[Items listed in a dataset]
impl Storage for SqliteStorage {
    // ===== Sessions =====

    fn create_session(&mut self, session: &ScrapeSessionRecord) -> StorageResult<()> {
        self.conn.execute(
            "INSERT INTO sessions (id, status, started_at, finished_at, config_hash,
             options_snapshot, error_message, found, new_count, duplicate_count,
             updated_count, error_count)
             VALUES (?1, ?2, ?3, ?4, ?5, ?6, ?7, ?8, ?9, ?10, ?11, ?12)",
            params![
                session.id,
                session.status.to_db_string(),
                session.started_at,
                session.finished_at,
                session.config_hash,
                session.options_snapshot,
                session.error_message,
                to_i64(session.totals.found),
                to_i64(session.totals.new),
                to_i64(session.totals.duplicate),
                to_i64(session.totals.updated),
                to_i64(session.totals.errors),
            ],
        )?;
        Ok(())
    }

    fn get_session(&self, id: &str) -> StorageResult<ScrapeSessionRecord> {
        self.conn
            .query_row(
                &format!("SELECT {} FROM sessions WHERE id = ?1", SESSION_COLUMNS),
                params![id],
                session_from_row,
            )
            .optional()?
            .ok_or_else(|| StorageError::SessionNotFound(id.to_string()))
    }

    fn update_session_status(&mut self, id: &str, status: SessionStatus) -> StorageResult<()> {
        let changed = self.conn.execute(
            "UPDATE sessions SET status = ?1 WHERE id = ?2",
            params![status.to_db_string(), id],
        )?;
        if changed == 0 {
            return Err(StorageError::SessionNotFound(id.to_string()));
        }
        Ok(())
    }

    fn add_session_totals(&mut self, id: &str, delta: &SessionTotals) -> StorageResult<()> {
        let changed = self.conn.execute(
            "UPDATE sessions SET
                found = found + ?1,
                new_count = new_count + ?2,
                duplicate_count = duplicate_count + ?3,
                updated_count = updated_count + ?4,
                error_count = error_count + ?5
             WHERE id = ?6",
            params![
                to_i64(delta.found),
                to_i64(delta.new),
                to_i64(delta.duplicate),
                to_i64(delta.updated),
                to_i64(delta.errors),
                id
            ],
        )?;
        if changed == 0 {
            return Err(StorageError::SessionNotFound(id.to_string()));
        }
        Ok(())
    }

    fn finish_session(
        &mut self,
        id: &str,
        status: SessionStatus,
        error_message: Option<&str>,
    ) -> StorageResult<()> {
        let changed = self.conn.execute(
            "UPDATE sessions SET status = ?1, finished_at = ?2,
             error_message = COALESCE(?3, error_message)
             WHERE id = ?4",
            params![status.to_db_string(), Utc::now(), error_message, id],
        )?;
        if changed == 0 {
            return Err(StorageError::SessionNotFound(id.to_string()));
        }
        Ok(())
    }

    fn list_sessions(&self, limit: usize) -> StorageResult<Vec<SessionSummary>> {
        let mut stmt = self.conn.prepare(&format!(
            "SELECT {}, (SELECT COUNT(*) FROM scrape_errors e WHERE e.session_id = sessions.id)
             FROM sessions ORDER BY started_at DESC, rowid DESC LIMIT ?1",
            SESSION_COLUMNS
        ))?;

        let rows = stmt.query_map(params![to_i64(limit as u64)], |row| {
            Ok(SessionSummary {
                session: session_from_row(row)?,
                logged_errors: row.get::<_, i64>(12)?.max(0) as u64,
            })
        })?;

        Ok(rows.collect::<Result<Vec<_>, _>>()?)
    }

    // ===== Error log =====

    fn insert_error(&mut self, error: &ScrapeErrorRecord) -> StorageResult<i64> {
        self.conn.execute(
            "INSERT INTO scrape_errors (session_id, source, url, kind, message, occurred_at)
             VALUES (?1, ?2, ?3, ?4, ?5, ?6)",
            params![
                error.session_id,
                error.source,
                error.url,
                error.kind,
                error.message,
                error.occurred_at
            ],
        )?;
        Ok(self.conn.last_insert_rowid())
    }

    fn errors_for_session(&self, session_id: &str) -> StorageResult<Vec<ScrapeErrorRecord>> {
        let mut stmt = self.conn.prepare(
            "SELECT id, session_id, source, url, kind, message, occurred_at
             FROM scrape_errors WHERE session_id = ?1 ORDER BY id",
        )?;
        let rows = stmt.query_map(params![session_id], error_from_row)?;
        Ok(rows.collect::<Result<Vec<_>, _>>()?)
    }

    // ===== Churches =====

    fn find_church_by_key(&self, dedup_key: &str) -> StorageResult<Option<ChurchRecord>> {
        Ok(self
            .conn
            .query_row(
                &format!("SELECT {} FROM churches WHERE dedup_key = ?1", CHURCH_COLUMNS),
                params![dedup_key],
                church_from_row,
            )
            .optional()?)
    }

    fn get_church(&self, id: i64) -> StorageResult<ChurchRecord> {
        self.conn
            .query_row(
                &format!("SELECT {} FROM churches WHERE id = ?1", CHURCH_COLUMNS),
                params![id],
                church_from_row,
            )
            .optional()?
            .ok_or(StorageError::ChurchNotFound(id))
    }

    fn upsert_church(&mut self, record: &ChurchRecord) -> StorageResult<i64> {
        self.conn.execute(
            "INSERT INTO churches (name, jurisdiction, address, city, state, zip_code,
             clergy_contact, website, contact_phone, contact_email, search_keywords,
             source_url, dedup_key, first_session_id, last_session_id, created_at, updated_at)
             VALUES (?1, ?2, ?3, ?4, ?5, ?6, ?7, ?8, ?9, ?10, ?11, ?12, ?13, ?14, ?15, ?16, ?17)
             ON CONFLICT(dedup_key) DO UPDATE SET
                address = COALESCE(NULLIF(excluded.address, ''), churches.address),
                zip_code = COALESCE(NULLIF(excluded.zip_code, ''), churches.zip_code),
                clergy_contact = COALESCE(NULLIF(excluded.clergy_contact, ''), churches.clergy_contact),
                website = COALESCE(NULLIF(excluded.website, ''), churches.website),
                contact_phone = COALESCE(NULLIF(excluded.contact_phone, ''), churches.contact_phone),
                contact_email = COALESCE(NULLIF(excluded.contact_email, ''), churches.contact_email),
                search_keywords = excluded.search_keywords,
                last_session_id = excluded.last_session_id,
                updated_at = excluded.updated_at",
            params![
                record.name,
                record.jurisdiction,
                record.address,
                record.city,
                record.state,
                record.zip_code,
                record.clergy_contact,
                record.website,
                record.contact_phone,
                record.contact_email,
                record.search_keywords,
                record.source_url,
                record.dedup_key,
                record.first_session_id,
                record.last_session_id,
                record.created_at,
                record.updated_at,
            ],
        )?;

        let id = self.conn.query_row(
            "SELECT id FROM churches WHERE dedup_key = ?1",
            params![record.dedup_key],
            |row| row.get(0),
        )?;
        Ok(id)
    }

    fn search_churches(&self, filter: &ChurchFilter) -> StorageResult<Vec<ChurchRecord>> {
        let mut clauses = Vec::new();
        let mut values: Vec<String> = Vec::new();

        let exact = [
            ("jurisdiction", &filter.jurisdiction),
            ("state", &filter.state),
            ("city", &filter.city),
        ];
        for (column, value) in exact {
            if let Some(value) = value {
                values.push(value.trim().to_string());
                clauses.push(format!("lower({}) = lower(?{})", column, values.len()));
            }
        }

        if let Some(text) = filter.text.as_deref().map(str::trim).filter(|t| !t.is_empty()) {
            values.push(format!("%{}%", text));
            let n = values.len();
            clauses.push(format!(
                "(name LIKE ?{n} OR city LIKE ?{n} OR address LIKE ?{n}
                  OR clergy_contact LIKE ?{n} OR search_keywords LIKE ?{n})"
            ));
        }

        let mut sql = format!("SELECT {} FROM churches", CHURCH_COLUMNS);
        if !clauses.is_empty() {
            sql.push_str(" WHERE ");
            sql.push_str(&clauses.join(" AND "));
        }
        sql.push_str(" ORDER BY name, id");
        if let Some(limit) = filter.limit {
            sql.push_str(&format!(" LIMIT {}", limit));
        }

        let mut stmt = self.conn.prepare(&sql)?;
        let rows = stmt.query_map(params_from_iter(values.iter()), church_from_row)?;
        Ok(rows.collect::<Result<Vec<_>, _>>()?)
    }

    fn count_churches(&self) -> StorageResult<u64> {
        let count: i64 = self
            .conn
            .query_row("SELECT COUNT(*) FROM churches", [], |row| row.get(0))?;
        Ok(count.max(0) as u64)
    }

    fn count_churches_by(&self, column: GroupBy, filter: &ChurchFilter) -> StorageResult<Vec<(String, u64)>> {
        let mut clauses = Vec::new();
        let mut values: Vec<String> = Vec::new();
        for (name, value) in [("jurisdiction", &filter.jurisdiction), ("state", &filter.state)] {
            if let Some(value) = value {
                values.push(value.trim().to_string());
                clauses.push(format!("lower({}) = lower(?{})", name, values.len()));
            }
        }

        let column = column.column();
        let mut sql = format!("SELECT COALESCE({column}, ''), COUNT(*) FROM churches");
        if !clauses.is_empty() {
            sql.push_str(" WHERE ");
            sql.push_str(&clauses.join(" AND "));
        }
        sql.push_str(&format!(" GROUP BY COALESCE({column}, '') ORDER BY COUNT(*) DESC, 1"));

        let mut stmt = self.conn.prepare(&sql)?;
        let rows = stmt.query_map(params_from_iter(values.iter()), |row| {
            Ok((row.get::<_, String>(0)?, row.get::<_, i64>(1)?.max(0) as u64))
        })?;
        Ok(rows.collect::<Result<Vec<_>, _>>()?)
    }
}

→ **DIRECTIONS**
Every line from the data above that contains "prepare" must appear in the answer.

→ **RESPONSE**
        let mut stmt = self.conn.prepare(&format!(
        let mut stmt = self.conn.prepare(
        let mut stmt = self.conn.prepare(&sql)?;
        let mut stmt = self.conn.prepare(&sql)?;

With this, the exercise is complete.